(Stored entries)

//! # Math
//!
//! The small set of 2D math the ribbon builder and lifecycle manager need.
//! Everything is `Copy`, `Pod` where it crosses into GPU buffers, and free
//! of allocation.

mod angle;
mod color;
mod scalar;
mod vec2;

pub use angle::{lerp_angle, wrap_angle};
pub use color::Color;
pub use scalar::{bump, inverse_lerp, lerp};
pub use vec2::Vec2;
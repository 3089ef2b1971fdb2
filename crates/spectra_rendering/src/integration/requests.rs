//! Effect Request Queue - spawns and expiries from other threads
//!
//! Gameplay, networking and audio threads never touch the effect pools.
//! They post requests here; the main update pass applies them at the start
//! of its tick.
//!
//! ## Flow
//!
//! ```text
//! Gameplay thread ──► EffectRequestSender ──┐
//! Network thread  ──► EffectRequestSender ──┼──► EffectRequestQueue ──► EffectManager::apply_requests
//! Audio thread    ──► EffectRequestSender ──┘        (bounded)              (main thread, per tick)
//! ```
//!
//! The queue is bounded. When it is full, new requests are dropped and
//! counted; a missing spark is better than a stalled gameplay thread.

use crossbeam_channel::{Receiver, Sender, TrySendError};
use spectra_core::EntityId;
use spectra_shared::FxConfig;
use std::sync::atomic::{AtomicU64, Ordering};
use std::sync::Arc;

use crate::effects::{EffectHandle, EffectManager, SpawnRequest};

/// A change to apply to the effect manager.
#[derive(Clone, Copy, Debug, PartialEq)]
pub enum EffectRequest {
    /// Start an effect. Fire-and-forget: no handle comes back.
    Spawn(SpawnRequest),
    /// End one effect early.
    ForceExpire(EffectHandle),
    /// End every effect attached to an entity (the entity died).
    ExpireAttached(EntityId),
}

/// Receiving side, owned by the main thread.
pub struct EffectRequestQueue {
    sender: Sender<EffectRequest>,
    receiver: Receiver<EffectRequest>,
    capacity: usize,
    dropped: Arc<AtomicU64>,
}

/// Cloneable posting side for other threads.
#[derive(Clone)]
pub struct EffectRequestSender {
    inner: Sender<EffectRequest>,
    dropped: Arc<AtomicU64>,
}

impl EffectRequestQueue {
    /// Queue holding at most `capacity` pending requests.
    #[must_use]
    pub fn new(capacity: usize) -> Self {
        let capacity = capacity.max(1);
        let (sender, receiver) = crossbeam_channel::bounded(capacity);
        Self {
            sender,
            receiver,
            capacity,
            dropped: Arc::new(AtomicU64::new(0)),
        }
    }

    /// Queue sized from `config.request_queue_capacity`.
    #[must_use]
    pub fn from_config(config: &FxConfig) -> Self {
        Self::new(config.request_queue_capacity)
    }

    /// A new posting handle.
    #[must_use]
    pub fn sender(&self) -> EffectRequestSender {
        EffectRequestSender {
            inner: self.sender.clone(),
            dropped: Arc::clone(&self.dropped),
        }
    }

    /// Maximum pending requests.
    #[must_use]
    pub fn capacity(&self) -> usize {
        self.capacity
    }

    /// Pending requests.
    #[must_use]
    pub fn len(&self) -> usize {
        self.receiver.len()
    }

    /// True when nothing is pending.
    #[must_use]
    pub fn is_empty(&self) -> bool {
        self.receiver.is_empty()
    }

    /// Requests dropped because the queue was full, since the last call.
    pub fn take_dropped(&self) -> u64 {
        self.dropped.swap(0, Ordering::Relaxed)
    }

    /// Pending requests, at most one queue's worth so producers cannot
    /// keep the main thread here forever.
    pub fn drain(&self) -> impl Iterator<Item = EffectRequest> + '_ {
        self.receiver.try_iter().take(self.capacity)
    }
}

impl EffectRequestSender {
    /// Posts a request. Returns false if it was dropped.
    pub fn send(&self, request: EffectRequest) -> bool {
        match self.inner.try_send(request) {
            Ok(()) => true,
            Err(TrySendError::Full(_)) => {
                self.dropped.fetch_add(1, Ordering::Relaxed);
                tracing::trace!("effect request queue full, request dropped");
                false
            }
            Err(TrySendError::Disconnected(_)) => false,
        }
    }

    /// Posts a spawn.
    pub fn spawn(&self, request: SpawnRequest) -> bool {
        self.send(EffectRequest::Spawn(request))
    }

    /// Posts a force-expire.
    pub fn force_expire(&self, handle: EffectHandle) -> bool {
        self.send(EffectRequest::ForceExpire(handle))
    }

    /// Posts an expire-everything-attached-to-`entity`.
    pub fn expire_attached(&self, entity: EntityId) -> bool {
        self.send(EffectRequest::ExpireAttached(entity))
    }
}

impl EffectManager {
    /// Applies pending cross-thread requests. Returns how many were applied.
    ///
    /// Call once per tick, before [`EffectManager::tick`].
    pub fn apply_requests(&mut self, queue: &EffectRequestQueue) -> usize {
        let mut applied = 0;
        for request in queue.drain() {
            match request {
                EffectRequest::Spawn(spawn) => {
                    self.spawn(spawn);
                }
                EffectRequest::ForceExpire(handle) => {
                    self.force_expire(handle);
                }
                EffectRequest::ExpireAttached(entity) => {
                    self.force_expire_attached(entity);
                }
            }
            applied += 1;
        }

        let dropped = queue.take_dropped();
        if dropped > 0 {
            tracing::debug!(dropped, "effect requests dropped, queue was full");
        }
        applied
    }
}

- [THE PROBLEM] Quote in full each line from the top of the records above through the line with "filename crates/spectra_rendering/src/integration/requests.rs"; stop after that line.

- [WRITTEN ANSWER]
//! # Math
//!
//! The small set of 2D math the ribbon builder and lifecycle manager need.
//! Everything is `Copy`, `Pod` where it crosses into GPU buffers, and free
//! of allocation.

mod angle;
mod color;
mod scalar;
mod vec2;

pub use angle::{lerp_angle, wrap_angle};
pub use color::Color;
pub use scalar::{bump, inverse_lerp, lerp};
pub use vec2::Vec2;
repository 3089ef2b1971fdb2
filename crates/spectra_rendering/src/integration/requests.rs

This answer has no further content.